Work to complete: All of the entries below, duplicated exactly, make up the answer.

Data to examine:
-.-.-

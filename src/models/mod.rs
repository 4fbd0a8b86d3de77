pub mod database;
pub mod day;
pub mod node;

pub use database::{Database, Tag};
pub use day::{Day, PackedDate};
pub use node::Node;
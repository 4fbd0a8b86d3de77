/// ANSI color helper utilities for terminal output.
pub const RESET: &str = "\x1b[0m";

pub const GREY: &str = "\x1b[90m";
pub const GREEN: &str = "\x1b[32m";
pub const YELLOW: &str = "\x1b[33m";
pub const CYAN: &str = "\x1b[36m";
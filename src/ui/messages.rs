use std::fmt;
use std::sync::atomic::{AtomicBool, Ordering};

/// ANSI colors
const RESET: &str = "\x1b[0m";
const BOLD: &str = "\x1b[1m";

const FG_BLUE: &str = "\x1b[34m";
const FG_GREEN: &str = "\x1b[32m";
const FG_YELLOW: &str = "\x1b[33m";
const FG_RED: &str = "\x1b[31m";

/// Icons
const ICON_INFO: &str = "ℹ️";
const ICON_OK: &str = "✅";
const ICON_WARN: &str = "⚠️";
const ICON_ERR: &str = "❌";

static QUIET: AtomicBool = AtomicBool::new(false);

/// Silence `info` and `success` (warnings and errors are always shown).
pub fn set_quiet(quiet: bool) {
    QUIET.store(quiet, Ordering::Relaxed);
}

fn is_quiet() -> bool {
    QUIET.load(Ordering::Relaxed)
}

pub fn info<T: fmt::Display>(msg: T) {
    if !is_quiet() {
        println!("{}{}{} {}{}", FG_BLUE, BOLD, ICON_INFO, RESET, msg);
    }
}

pub fn success<T: fmt::Display>(msg: T) {
    if !is_quiet() {
        println!("{}{}{} {}{}", FG_GREEN, BOLD, ICON_OK, RESET, msg);
    }
}

pub fn warning<T: fmt::Display>(msg: T) {
    eprintln!("{}{}{} {}{}", FG_YELLOW, BOLD, ICON_WARN, RESET, msg);
}

pub fn error<T: fmt::Display>(msg: T) {
    eprintln!("{}{}{} {}{}", FG_RED, BOLD, ICON_ERR, RESET, msg);
}

/// Formatted section header
pub fn header<T: fmt::Display>(msg: T) {
    println!(
        "{}{}====================== {}\n{}",
        FG_BLUE, BOLD, msg, RESET
    );
}
//! Indented rendering of the node hierarchy.

use crate::models::Node;
use crate::utils::time::format_total_seconds;

/// One printable line of the tree.
#[derive(Debug, Clone, PartialEq, Eq)]
pub struct TreeLine {
    pub depth: usize,
    pub name: String,
    pub hidden: bool,
    pub days: usize,
    /// Active time of the node and its descendants, `HH:MM:SS`.
    pub total_active: String,
}

impl TreeLine {
    pub fn render(&self, indent: &str) -> String {
        let hidden = if self.hidden { " [hidden]" } else { "" };
        format!(
            "{}{}{}  ({} days, {})",
            indent.repeat(self.depth),
            self.name,
            hidden,
            self.days,
            self.total_active
        )
    }
}

/// Lines in pre-order. Nodes deeper than `max_depth` are left out.
pub fn tree_lines(root: &Node, max_depth: Option<usize>) -> Vec<TreeLine> {
    let mut lines = Vec::new();
    let mut stack = vec![(root, 0usize)];

    while let Some((node, depth)) = stack.pop() {
        if max_depth.is_some_and(|max| depth > max) {
            continue;
        }

        lines.push(TreeLine {
            depth,
            name: node.display_name().to_string(),
            hidden: node.is_hidden,
            days: node.days.len(),
            total_active: format_total_seconds(node.total_active_seconds()),
        });

        stack.extend(node.children.iter().rev().map(|c| (c, depth + 1)));
    }

    lines
}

-.-.-

Task output:
filename src/models/mod.rs
repository 4fbd0a8b86d3de77
pub mod database;
pub mod day;
pub mod node;

pub use database::{Database, Tag};
pub use day::{Day, PackedDate};
pub use node::Node;
repository 4fbd0a8b86d3de77
/// ANSI color helper utilities for terminal output.
pub const RESET: &str = "\x1b[0m";

pub const GREY: &str = "\x1b[90m";
pub const GREEN: &str = "\x1b[32m";
pub const YELLOW: &str = "\x1b[33m";
pub const CYAN: &str = "\x1b[36m";
filename src/ui/messages.rs
use std::fmt;
use std::sync::atomic::{AtomicBool, Ordering};

/// ANSI colors
const RESET: &str = "\x1b[0m";
const BOLD: &str = "\x1b[1m";

const FG_BLUE: &str = "\x1b[34m";
const FG_GREEN: &str = "\x1b[32m";
const FG_YELLOW: &str = "\x1b[33m";
const FG_RED: &str = "\x1b[31m";

/// Icons
const ICON_INFO: &str = "ℹ️";
const ICON_OK: &str = "✅";
const ICON_WARN: &str = "⚠️";
const ICON_ERR: &str = "❌";

static QUIET: AtomicBool = AtomicBool::new(false);

/// Silence `info` and `success` (warnings and errors are always shown).
pub fn set_quiet(quiet: bool) {
    QUIET.store(quiet, Ordering::Relaxed);
}

fn is_quiet() -> bool {
    QUIET.load(Ordering::Relaxed)
}

pub fn info<T: fmt::Display>(msg: T) {
    if !is_quiet() {
        println!("{}{}{} {}{}", FG_BLUE, BOLD, ICON_INFO, RESET, msg);
    }
}

pub fn success<T: fmt::Display>(msg: T) {
    if !is_quiet() {
        println!("{}{}{} {}{}", FG_GREEN, BOLD, ICON_OK, RESET, msg);
    }
}

pub fn warning<T: fmt::Display>(msg: T) {
    eprintln!("{}{}{} {}{}", FG_YELLOW, BOLD, ICON_WARN, RESET, msg);
}

pub fn error<T: fmt::Display>(msg: T) {
    eprintln!("{}{}{} {}{}", FG_RED, BOLD, ICON_ERR, RESET, msg);
}

/// Formatted section header
pub fn header<T: fmt::Display>(msg: T) {
    println!(
        "{}{}====================== {}\n{}",
        FG_BLUE, BOLD, msg, RESET
    );
}
//! Indented rendering of the node hierarchy.

use crate::models::Node;
use crate::utils::time::format_total_seconds;

/// One printable line of the tree.
#[derive(Debug, Clone, PartialEq, Eq)]
pub struct TreeLine {
    pub depth: usize,
    pub name: String,
    pub hidden: bool,
    pub days: usize,
    /// Active time of the node and its descendants, `HH:MM:SS`.
    pub total_active: String,
}

impl TreeLine {
    pub fn render(&self, indent: &str) -> String {
        let hidden = if self.hidden { " [hidden]" } else { "" };
        format!(
            "{}{}{}  ({} days, {})",
            indent.repeat(self.depth),
            self.name,
            hidden,
            self.days,
            self.total_active
        )
    }
}

/// Lines in pre-order. Nodes deeper than `max_depth` are left out.
pub fn tree_lines(root: &Node, max_depth: Option<usize>) -> Vec<TreeLine> {
    let mut lines = Vec::new();
    let mut stack = vec![(root, 0usize)];

    while let Some((node, depth)) = stack.pop() {
        if max_depth.is_some_and(|max| depth > max) {
            continue;
        }

        lines.push(TreeLine {
            depth,
            name: node.display_name().to_string(),
            hidden: node.is_hidden,
            days: node.days.len(),
            total_active: format_total_seconds(node.total_active_seconds()),
        });

        stack.extend(node.children.iter().rev().map(|c| (c, depth + 1)));
    }

    lines
}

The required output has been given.